*Work order*
Report how many lines contain the word "power" in the listing that follows. Give nothing besides the number.

*Exercise materials*
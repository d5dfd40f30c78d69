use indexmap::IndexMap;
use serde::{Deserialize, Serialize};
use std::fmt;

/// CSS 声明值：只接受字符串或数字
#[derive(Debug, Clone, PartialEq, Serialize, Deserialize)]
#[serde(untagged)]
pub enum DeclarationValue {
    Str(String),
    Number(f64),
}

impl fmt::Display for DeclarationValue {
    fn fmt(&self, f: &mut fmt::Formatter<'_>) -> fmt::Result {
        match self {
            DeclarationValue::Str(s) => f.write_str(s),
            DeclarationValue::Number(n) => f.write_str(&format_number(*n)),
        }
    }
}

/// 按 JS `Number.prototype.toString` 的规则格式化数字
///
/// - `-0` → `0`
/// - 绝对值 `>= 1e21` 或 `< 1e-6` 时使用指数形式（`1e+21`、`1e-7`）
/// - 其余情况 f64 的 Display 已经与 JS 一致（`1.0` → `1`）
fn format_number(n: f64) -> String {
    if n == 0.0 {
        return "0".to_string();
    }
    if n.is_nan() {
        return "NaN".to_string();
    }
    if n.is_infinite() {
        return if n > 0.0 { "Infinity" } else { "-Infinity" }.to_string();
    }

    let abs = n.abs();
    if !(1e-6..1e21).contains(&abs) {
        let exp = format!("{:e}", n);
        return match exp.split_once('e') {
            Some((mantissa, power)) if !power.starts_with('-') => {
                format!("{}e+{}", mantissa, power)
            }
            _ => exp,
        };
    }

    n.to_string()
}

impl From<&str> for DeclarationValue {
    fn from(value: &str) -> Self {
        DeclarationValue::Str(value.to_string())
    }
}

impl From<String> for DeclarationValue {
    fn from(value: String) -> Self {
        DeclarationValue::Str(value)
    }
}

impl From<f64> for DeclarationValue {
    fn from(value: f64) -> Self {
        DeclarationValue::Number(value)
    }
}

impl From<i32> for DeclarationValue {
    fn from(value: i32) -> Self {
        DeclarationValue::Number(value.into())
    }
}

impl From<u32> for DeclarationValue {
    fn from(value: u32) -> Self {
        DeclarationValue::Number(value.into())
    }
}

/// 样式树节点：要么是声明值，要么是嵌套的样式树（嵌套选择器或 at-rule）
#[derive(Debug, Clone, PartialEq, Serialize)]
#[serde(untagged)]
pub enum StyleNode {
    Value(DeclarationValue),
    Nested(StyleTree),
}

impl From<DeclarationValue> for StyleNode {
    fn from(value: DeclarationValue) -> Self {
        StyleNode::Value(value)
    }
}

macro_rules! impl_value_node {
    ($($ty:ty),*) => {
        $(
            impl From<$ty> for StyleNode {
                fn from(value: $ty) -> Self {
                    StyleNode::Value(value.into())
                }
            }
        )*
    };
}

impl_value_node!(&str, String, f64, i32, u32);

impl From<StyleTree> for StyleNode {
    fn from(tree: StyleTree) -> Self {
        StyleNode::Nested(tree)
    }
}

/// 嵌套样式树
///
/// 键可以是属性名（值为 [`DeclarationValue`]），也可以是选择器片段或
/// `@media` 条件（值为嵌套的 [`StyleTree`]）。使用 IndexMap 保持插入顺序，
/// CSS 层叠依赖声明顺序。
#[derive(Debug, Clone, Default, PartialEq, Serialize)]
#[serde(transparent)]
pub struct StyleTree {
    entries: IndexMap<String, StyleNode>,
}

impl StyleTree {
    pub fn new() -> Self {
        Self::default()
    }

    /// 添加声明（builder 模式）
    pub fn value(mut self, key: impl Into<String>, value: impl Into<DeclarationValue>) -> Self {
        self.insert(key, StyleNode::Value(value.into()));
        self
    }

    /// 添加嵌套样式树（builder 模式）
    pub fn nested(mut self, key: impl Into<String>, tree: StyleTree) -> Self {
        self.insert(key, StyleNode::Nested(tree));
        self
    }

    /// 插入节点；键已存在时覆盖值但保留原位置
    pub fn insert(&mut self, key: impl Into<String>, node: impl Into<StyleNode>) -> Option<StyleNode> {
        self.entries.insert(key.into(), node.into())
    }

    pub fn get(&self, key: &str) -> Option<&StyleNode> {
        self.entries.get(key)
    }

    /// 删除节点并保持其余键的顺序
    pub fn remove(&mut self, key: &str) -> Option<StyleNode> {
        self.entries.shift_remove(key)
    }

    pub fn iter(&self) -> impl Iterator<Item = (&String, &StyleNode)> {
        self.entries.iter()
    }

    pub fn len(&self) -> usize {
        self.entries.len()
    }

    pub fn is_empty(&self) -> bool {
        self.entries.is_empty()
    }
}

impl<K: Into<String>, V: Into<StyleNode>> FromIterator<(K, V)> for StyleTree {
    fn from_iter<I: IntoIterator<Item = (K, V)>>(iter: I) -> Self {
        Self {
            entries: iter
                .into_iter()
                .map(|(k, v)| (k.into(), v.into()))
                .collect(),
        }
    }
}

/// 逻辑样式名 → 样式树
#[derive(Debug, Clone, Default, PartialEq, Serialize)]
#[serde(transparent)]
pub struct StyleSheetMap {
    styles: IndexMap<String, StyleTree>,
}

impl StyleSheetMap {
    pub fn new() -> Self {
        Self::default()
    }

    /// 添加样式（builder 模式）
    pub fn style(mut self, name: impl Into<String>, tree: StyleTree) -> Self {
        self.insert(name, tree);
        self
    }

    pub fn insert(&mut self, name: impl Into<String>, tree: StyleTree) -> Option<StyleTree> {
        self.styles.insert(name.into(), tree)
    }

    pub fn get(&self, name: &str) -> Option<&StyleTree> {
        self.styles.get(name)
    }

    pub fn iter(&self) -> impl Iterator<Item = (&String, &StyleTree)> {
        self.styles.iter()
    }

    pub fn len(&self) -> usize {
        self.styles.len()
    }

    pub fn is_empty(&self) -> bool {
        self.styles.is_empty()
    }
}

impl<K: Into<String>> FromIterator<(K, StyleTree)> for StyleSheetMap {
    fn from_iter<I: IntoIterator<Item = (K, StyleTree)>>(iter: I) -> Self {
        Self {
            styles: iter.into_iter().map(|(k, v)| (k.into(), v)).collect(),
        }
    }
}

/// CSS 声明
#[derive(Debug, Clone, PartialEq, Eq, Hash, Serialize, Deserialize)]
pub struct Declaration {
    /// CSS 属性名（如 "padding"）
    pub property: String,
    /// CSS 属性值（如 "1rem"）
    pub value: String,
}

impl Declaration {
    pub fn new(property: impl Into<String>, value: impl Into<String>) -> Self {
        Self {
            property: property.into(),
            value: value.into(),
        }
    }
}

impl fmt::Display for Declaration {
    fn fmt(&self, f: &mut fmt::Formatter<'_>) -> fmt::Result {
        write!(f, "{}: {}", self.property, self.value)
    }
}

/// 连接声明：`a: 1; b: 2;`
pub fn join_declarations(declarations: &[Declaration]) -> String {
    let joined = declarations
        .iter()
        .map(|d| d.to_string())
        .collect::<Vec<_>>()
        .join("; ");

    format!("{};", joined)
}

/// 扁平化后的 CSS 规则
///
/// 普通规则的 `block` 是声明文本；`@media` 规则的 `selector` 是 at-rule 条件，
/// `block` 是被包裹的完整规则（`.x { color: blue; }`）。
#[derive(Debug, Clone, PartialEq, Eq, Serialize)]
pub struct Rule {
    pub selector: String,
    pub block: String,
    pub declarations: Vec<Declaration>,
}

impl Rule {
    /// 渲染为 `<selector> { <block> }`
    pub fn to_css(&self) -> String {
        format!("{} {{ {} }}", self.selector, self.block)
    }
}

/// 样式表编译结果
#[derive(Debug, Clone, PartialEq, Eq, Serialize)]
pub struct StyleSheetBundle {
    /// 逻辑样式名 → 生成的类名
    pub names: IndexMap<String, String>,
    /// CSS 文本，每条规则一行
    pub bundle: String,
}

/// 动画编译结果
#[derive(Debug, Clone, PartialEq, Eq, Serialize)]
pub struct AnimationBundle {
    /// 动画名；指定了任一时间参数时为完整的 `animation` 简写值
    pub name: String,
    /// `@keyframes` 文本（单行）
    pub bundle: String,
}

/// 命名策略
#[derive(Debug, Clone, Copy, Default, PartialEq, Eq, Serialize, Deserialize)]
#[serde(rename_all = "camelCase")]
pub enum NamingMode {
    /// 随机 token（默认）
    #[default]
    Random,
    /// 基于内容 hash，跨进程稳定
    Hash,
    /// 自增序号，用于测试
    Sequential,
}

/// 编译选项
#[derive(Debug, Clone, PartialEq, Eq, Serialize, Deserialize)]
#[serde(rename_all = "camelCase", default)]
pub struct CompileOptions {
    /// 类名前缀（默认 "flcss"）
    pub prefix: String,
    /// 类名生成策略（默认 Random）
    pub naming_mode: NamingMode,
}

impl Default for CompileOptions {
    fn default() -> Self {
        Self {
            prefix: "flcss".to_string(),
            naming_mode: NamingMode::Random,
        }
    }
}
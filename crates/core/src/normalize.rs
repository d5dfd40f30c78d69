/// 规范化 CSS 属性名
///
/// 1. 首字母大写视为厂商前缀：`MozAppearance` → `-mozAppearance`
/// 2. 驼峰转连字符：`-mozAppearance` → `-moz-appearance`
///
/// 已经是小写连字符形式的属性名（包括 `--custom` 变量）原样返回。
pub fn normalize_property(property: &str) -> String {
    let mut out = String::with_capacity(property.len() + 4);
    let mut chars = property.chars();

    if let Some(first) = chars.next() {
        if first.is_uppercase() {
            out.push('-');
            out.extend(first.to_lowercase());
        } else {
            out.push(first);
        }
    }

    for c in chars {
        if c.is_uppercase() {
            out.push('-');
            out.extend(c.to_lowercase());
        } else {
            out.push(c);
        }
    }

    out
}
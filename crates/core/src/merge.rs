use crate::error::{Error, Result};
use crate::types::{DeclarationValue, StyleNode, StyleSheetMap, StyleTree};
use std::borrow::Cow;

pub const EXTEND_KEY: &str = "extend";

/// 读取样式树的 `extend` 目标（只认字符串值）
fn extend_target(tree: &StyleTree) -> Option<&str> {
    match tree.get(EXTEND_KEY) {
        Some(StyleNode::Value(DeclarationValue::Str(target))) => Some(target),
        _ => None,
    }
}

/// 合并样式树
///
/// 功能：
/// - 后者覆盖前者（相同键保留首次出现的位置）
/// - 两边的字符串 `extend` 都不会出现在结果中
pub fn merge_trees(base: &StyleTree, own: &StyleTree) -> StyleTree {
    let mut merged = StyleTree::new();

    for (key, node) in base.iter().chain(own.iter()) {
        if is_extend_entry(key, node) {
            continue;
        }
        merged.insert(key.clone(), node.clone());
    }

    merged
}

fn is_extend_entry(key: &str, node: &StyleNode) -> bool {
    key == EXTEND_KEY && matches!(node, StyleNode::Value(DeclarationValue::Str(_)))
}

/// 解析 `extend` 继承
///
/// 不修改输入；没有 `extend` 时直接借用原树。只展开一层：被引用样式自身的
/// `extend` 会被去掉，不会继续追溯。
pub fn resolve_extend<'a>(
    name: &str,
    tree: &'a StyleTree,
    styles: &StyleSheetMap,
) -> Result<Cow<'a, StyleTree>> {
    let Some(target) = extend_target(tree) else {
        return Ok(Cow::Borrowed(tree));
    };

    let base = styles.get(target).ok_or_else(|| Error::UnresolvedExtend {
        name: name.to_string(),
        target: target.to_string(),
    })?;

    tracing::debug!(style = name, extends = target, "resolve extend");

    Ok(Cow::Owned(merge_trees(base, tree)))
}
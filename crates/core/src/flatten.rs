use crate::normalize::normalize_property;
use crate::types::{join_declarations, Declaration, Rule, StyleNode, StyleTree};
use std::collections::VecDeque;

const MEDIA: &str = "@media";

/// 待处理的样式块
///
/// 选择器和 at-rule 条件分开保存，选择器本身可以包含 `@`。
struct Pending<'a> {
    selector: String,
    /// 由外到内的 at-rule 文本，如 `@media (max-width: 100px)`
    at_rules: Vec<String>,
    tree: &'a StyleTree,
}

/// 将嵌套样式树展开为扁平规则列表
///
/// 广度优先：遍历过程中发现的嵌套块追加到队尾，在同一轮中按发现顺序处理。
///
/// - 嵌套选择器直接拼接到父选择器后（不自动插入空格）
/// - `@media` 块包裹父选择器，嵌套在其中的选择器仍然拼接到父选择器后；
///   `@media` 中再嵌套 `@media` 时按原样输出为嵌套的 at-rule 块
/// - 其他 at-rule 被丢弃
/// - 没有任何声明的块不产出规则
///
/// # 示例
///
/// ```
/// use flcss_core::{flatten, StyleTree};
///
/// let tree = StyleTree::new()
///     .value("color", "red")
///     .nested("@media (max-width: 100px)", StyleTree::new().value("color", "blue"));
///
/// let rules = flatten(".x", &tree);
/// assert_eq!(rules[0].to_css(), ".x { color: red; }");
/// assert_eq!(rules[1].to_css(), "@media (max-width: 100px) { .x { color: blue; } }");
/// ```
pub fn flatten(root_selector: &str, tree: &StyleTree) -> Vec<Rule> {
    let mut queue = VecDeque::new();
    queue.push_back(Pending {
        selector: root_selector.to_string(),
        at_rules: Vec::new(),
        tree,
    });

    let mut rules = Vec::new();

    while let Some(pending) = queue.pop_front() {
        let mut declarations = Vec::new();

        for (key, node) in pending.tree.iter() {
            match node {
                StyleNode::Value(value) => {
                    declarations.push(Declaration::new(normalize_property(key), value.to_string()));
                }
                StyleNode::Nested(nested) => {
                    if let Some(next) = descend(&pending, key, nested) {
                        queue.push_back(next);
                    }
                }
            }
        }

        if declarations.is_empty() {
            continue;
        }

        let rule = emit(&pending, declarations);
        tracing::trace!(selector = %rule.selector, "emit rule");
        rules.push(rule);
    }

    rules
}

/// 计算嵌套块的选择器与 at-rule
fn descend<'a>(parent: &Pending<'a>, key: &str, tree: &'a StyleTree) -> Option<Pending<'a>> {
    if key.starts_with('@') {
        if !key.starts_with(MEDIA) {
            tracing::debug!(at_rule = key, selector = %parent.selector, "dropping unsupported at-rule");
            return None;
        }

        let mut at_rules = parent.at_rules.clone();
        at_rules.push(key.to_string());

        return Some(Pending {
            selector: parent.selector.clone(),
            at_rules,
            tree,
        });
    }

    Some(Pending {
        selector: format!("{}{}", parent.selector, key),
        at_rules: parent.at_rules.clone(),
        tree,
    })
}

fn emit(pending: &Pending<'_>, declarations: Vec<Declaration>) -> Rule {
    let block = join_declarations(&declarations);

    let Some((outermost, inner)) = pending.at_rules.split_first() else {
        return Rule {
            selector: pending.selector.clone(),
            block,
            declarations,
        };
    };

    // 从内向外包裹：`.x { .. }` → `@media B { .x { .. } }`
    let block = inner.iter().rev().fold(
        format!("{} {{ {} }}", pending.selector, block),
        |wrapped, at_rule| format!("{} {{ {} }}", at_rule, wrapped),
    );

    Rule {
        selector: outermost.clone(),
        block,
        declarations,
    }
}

*Your solution*
2